Fine-scale evolution: genomic, phenotypic and ecological differentiation in two coexisting Salinibacter ruber strains.
|Title||Fine-scale evolution: genomic, phenotypic and ecological differentiation in two coexisting Salinibacter ruber strains.|
|Publication Type||Journal Article|
|Year of Publication||2010|
|Authors||Peña A, Teeling H, Huerta-Cepas J, Santos F, Yarza P, Brito-Echeverría J, Lucio M, Schmitt-Kopplin P, Meseguer I, Schenowitz C, Dossat C, Barbe V, Dopazo J, Rosselló-Mora R, Schüler M, Glöckner FO, Amann R, Gabaldón T, Antón J|
|Journal||The ISME journal|
Genomic and metagenomic data indicate a high degree of genomic variation within microbial populations, although the ecological and evolutive meaning of this microdiversity remains unknown.

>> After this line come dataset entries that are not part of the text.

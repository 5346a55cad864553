//! Search request, result, and response types.

use chrono::{DateTime, Utc};
use serde::{Deserialize, Serialize};
use serde_json::Value as JsonValue;
use uuid::Uuid;

use crate::defaults::{MATCHING_DISTANCE, MATCHING_DISTANCE_MAX, PAGE_LIMIT, PAGE_LIMIT_MAX};
use crate::error::{Error, Result};
use crate::models::{clean_metadata, Bookmark, BookmarkStatus, ContentType};

// =============================================================================
// FILTERS
// =============================================================================

/// Filters on reading state and stars. Several filters combine with OR.
#[derive(Debug, Clone, Copy, PartialEq, Eq, PartialOrd, Ord, Hash, Serialize, Deserialize)]
#[serde(rename_all = "SCREAMING_SNAKE_CASE")]
pub enum SpecialFilter {
    /// Read bookmarks of a type that carries a read state
    Read,
    /// Unread bookmarks of a type that carries a read state
    Unread,
    /// Starred bookmarks of any type
    Star,
}

impl SpecialFilter {
    pub fn as_str(&self) -> &'static str {
        match self {
            Self::Read => "READ",
            Self::Unread => "UNREAD",
            Self::Star => "STAR",
        }
    }

    /// Whether a bookmark satisfies this filter on its own.
    pub fn matches(&self, content_type: Option<ContentType>, read: bool, starred: bool) -> bool {
        let readable = content_type.is_some_and(|t| t.supports_read_state());
        match self {
            Self::Read => readable && read,
            Self::Unread => readable && !read,
            Self::Star => starred,
        }
    }
}

impl std::str::FromStr for SpecialFilter {
    type Err = Error;
    fn from_str(s: &str) -> Result<Self> {
        match s.trim().to_uppercase().as_str() {
            "READ" => Ok(Self::Read),
            "UNREAD" => Ok(Self::Unread),
            "STAR" => Ok(Self::Star),
            _ => Err(Error::InvalidInput(format!("Unknown special filter: {}", s))),
        }
    }
}

// =============================================================================
// STRATEGY AND QUERY TYPES
// =============================================================================

/// Retrieval strategy identity.
///
/// Declaration order is the combiner's merge order.
#[derive(Debug, Clone, Copy, PartialEq, Eq, PartialOrd, Ord, Hash, Serialize, Deserialize)]
#[serde(rename_all = "lowercase")]
pub enum StrategyKind {
    Tag,
    Domain,
    Vector,
}

impl std::fmt::Display for StrategyKind {
    fn fmt(&self, f: &mut std::fmt::Formatter<'_>) -> std::fmt::Result {
        match self {
            Self::Tag => write!(f, "tag"),
            Self::Domain => write!(f, "domain"),
            Self::Vector => write!(f, "vector"),
        }
    }
}

/// Escalation tier that produced a vector result set.
#[derive(Debug, Clone, Copy, PartialEq, Eq, Serialize, Deserialize)]
#[serde(rename_all = "snake_case")]
pub enum VectorTier {
    /// Adaptive threshold with the requested matching distance
    Adaptive,
    /// Adaptive threshold with the matching distance widened to 1.0
    Relaxed,
    /// Nearest neighbours by distance, no threshold
    TopK,
}

impl std::fmt::Display for VectorTier {
    fn fmt(&self, f: &mut std::fmt::Formatter<'_>) -> std::fmt::Result {
        match self {
            Self::Adaptive => write!(f, "adaptive"),
            Self::Relaxed => write!(f, "relaxed"),
            Self::TopK => write!(f, "top_k"),
        }
    }
}

/// Shape of a search, used to pick the cache lifetime.
#[derive(Debug, Clone, Copy, PartialEq, Eq, Serialize, Deserialize)]
#[serde(rename_all = "snake_case")]
pub enum QueryType {
    DefaultBrowse,
    Tag,
    Domain,
    Vector,
    Combined,
}

impl QueryType {
    /// Derive the query type from the strategies that ran.
    pub fn from_strategies(ran: &[StrategyKind]) -> Self {
        let mut kinds = ran.to_vec();
        kinds.sort();
        kinds.dedup();
        match kinds.as_slice() {
            [] => Self::DefaultBrowse,
            [StrategyKind::Tag] => Self::Tag,
            [StrategyKind::Domain] => Self::Domain,
            [StrategyKind::Vector] => Self::Vector,
            _ => Self::Combined,
        }
    }
}

impl std::fmt::Display for QueryType {
    fn fmt(&self, f: &mut std::fmt::Formatter<'_>) -> std::fmt::Result {
        match self {
            Self::DefaultBrowse => write!(f, "default_browse"),
            Self::Tag => write!(f, "tag"),
            Self::Domain => write!(f, "domain"),
            Self::Vector => write!(f, "vector"),
            Self::Combined => write!(f, "combined"),
        }
    }
}

/// How a result was matched, as presented to clients.
#[derive(Debug, Clone, Copy, PartialEq, Eq, Serialize, Deserialize)]
#[serde(rename_all = "lowercase")]
pub enum MatchType {
    Tag,
    Vector,
    Combined,
}

// =============================================================================
// SEARCH RESULT
// =============================================================================

/// One bookmark in a search response.
#[derive(Debug, Clone, PartialEq, Serialize, Deserialize)]
#[serde(rename_all = "camelCase")]
pub struct SearchResult {
    pub id: Uuid,
    pub url: String,
    pub title: Option<String>,
    pub summary: Option<String>,
    pub preview: Option<String>,
    pub og_image_url: Option<String>,
    pub og_description: Option<String>,
    pub favicon_url: Option<String>,
    #[serde(rename = "type")]
    pub content_type: Option<ContentType>,
    pub status: BookmarkStatus,
    pub score: f64,
    /// None for default browsing, where nothing is matched.
    #[serde(skip_serializing_if = "Option::is_none")]
    pub match_type: Option<MatchType>,
    #[serde(default, skip_serializing_if = "Option::is_none")]
    pub matched_tags: Option<Vec<String>>,
    #[serde(default, skip_serializing_if = "Option::is_none")]
    pub open_count: Option<i64>,
    pub starred: bool,
    pub read: bool,
    pub created_at: DateTime<Utc>,
    #[serde(default)]
    pub metadata: JsonValue,
}

impl SearchResult {
    /// Build an unscored result from a bookmark, cleaning its metadata.
    pub fn from_bookmark(bookmark: &Bookmark) -> Self {
        Self {
            id: bookmark.id,
            url: bookmark.url.clone(),
            title: bookmark.title.clone(),
            summary: bookmark.summary.clone(),
            preview: bookmark.preview.clone(),
            og_image_url: bookmark.og_image_url.clone(),
            og_description: bookmark.og_description.clone(),
            favicon_url: bookmark.favicon_url.clone(),
            content_type: bookmark.content_type,
            status: bookmark.status,
            score: 0.0,
            match_type: None,
            matched_tags: None,
            open_count: None,
            starred: bookmark.starred,
            read: bookmark.read,
            created_at: bookmark.created_at,
            metadata: clean_metadata(bookmark.metadata.clone()),
        }
    }

    pub fn with_score(mut self, score: f64) -> Self {
        self.score = score;
        self
    }
}

// =============================================================================
// REQUEST
// =============================================================================

/// Inbound search request.
#[derive(Debug, Clone, Default, Serialize, Deserialize)]
#[serde(rename_all = "camelCase")]
pub struct SearchRequest {
    pub user_id: String,
    #[serde(default)]
    pub query: Option<String>,
    #[serde(default)]
    pub tags: Option<Vec<String>>,
    #[serde(default)]
    pub types: Option<Vec<ContentType>>,
    #[serde(default)]
    pub special_filters: Option<Vec<SpecialFilter>>,
    #[serde(default)]
    pub limit: Option<usize>,
    #[serde(default)]
    pub cursor: Option<String>,
    #[serde(default)]
    pub matching_distance: Option<f64>,
}

impl SearchRequest {
    /// Create a default-browse request for a user.
    pub fn new(user_id: impl Into<String>) -> Self {
        Self {
            user_id: user_id.into(),
            ..Default::default()
        }
    }

    pub fn with_query(mut self, query: impl Into<String>) -> Self {
        self.query = Some(query.into());
        self
    }

    pub fn with_tags<I, S>(mut self, tags: I) -> Self
    where
        I: IntoIterator<Item = S>,
        S: Into<String>,
    {
        self.tags = Some(tags.into_iter().map(Into::into).collect());
        self
    }

    pub fn with_types(mut self, types: Vec<ContentType>) -> Self {
        self.types = Some(types);
        self
    }

    pub fn with_special_filters(mut self, filters: Vec<SpecialFilter>) -> Self {
        self.special_filters = Some(filters);
        self
    }

    pub fn with_limit(mut self, limit: usize) -> Self {
        self.limit = Some(limit);
        self
    }

    pub fn with_cursor(mut self, cursor: impl Into<String>) -> Self {
        self.cursor = Some(cursor.into());
        self
    }

    pub fn with_matching_distance(mut self, distance: f64) -> Self {
        self.matching_distance = Some(distance);
        self
    }

    /// Trimmed query text; empty when absent.
    pub fn query_text(&self) -> &str {
        self.query.as_deref().map(str::trim).unwrap_or("")
    }

    /// Requested tag names, trimmed, lowercased and deduplicated in order.
    pub fn tag_names(&self) -> Vec<String> {
        let mut names: Vec<String> = Vec::new();
        for tag in self.tags.iter().flatten() {
            let name = tag.trim().to_lowercase();
            if !name.is_empty() && !names.contains(&name) {
                names.push(name);
            }
        }
        names
    }

    /// Sorted, deduplicated content type filter.
    pub fn type_filter(&self) -> Vec<ContentType> {
        let mut types = self.types.clone().unwrap_or_default();
        types.sort();
        types.dedup();
        types
    }

    /// Sorted, deduplicated special filters.
    pub fn special_filter_set(&self) -> Vec<SpecialFilter> {
        let mut filters = self.special_filters.clone().unwrap_or_default();
        filters.sort();
        filters.dedup();
        filters
    }

    /// Page size, defaulted.
    pub fn page_size(&self) -> usize {
        self.limit.unwrap_or(PAGE_LIMIT)
    }

    /// Adaptive matching distance, defaulted.
    pub fn matching_distance_or_default(&self) -> f64 {
        self.matching_distance.unwrap_or(MATCHING_DISTANCE)
    }

    /// Parse the pagination cursor.
    pub fn cursor_id(&self) -> Result<Option<Uuid>> {
        match self.cursor.as_deref().map(str::trim) {
            None | Some("") => Ok(None),
            Some(raw) => Uuid::parse_str(raw)
                .map(Some)
                .map_err(|_| Error::InvalidInput(format!("Malformed cursor: {}", raw))),
        }
    }

    /// Reject malformed input before any storage access.
    pub fn validate(&self) -> Result<()> {
        if self.user_id.trim().is_empty() {
            return Err(Error::InvalidInput("userId is required".to_string()));
        }

        let limit = self.page_size();
        if limit == 0 || limit > PAGE_LIMIT_MAX {
            return Err(Error::InvalidInput(format!(
                "limit must be between 1 and {}",
                PAGE_LIMIT_MAX
            )));
        }

        let distance = self.matching_distance_or_default();
        if !distance.is_finite() || !(0.0..=MATCHING_DISTANCE_MAX).contains(&distance) {
            return Err(Error::InvalidInput(format!(
                "matchingDistance must be between 0 and {}",
                MATCHING_DISTANCE_MAX
            )));
        }

        if let Some(tags) = &self.tags {
            if tags.iter().any(|t| t.trim().is_empty()) {
                return Err(Error::InvalidInput("tag names must not be blank".to_string()));
            }
        }

        self.cursor_id()?;
        Ok(())
    }
}

// =============================================================================
// RESPONSE
// =============================================================================

/// One page of ranked results.
#[derive(Debug, Clone, PartialEq, Serialize, Deserialize)]
#[serde(rename_all = "camelCase")]
pub struct SearchPage {
    pub bookmarks: Vec<SearchResult>,
    #[serde(skip_serializing_if = "Option::is_none")]
    pub next_cursor: Option<Uuid>,
    pub has_more: bool,
    #[serde(skip_serializing_if = "Option::is_none")]
    pub total_count: Option<usize>,
}

impl SearchPage {
    pub fn empty() -> Self {
        Self {
            bookmarks: Vec::new(),
            next_cursor: None,
            has_more: false,
            total_count: Some(0),
        }
    }
}

/// Search response returned to callers.
#[derive(Debug, Clone, Serialize, Deserialize)]
#[serde(rename_all = "camelCase")]
pub struct SearchResponse {
    pub bookmarks: Vec<SearchResult>,
    #[serde(skip_serializing_if = "Option::is_none")]
    pub next_cursor: Option<Uuid>,
    pub has_more: bool,
    #[serde(skip_serializing_if = "Option::is_none")]
    pub total_count: Option<usize>,
    /// Milliseconds spent computing the page (the original computation on a cache hit).
    #[serde(skip_serializing_if = "Option::is_none")]
    pub query_time: Option<u64>,
    pub from_cache: bool,
}

impl SearchResponse {
    pub fn from_page(page: SearchPage, query_time_ms: u64, from_cache: bool) -> Self {
        Self {
            bookmarks: page.bookmarks,
            next_cursor: page.next_cursor,
            has_more: page.has_more,
            total_count: page.total_count,
            query_time: Some(query_time_ms),
            from_cache,
        }
    }
}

Microevolution analyses, including genomic and experimental approaches, are so far very scarce for non-pathogenic bacteria. In this study, we compare the genomes, metabolomes and selected ecological traits of the strains M8 and M31 of the hyperhalophilic bacterium Salinibacter ruber that contain ribosomal RNA (rRNA) gene and intergenic regions that are identical in sequence and were simultaneously isolated from a Mediterranean solar saltern. Comparative analyses indicate that S. ruber genomes present a mosaic structure with conserved and hypervariable regions (HVRs). The HVRs or genomic islands, are enriched in transposases, genes related to surface properties, strain-specific genes and highly divergent orthologous. However, the many indels outside the HVRs indicate that genome plasticity extends beyond them. Overall, 10% of the genes encoded in the M8 genome are absent from M31 and could stem from recent acquisitions. S. ruber genomes also harbor 34 genes located outside HVRs that are transcribed during standard growth and probably derive from lateral gene transfers with Archaea preceding the M8/M31 divergence. Metabolomic analyses, phage susceptibility and competition experiments indicate that these genomic differences cannot be considered neutral from an ecological perspective. The results point to the avoidance of competition by micro-niche adaptation and response to viral predation as putative major forces that drive microevolution within these Salinibacter strains. In addition, this work highlights the extent of bacterial functional diversity and environmental adaptation, beyond the resolution of the 16S rRNA and internal transcribed spacers regions.The ISME Journal advance online publication, 18 February 2010; doi:10.1038/ismej.2010.6.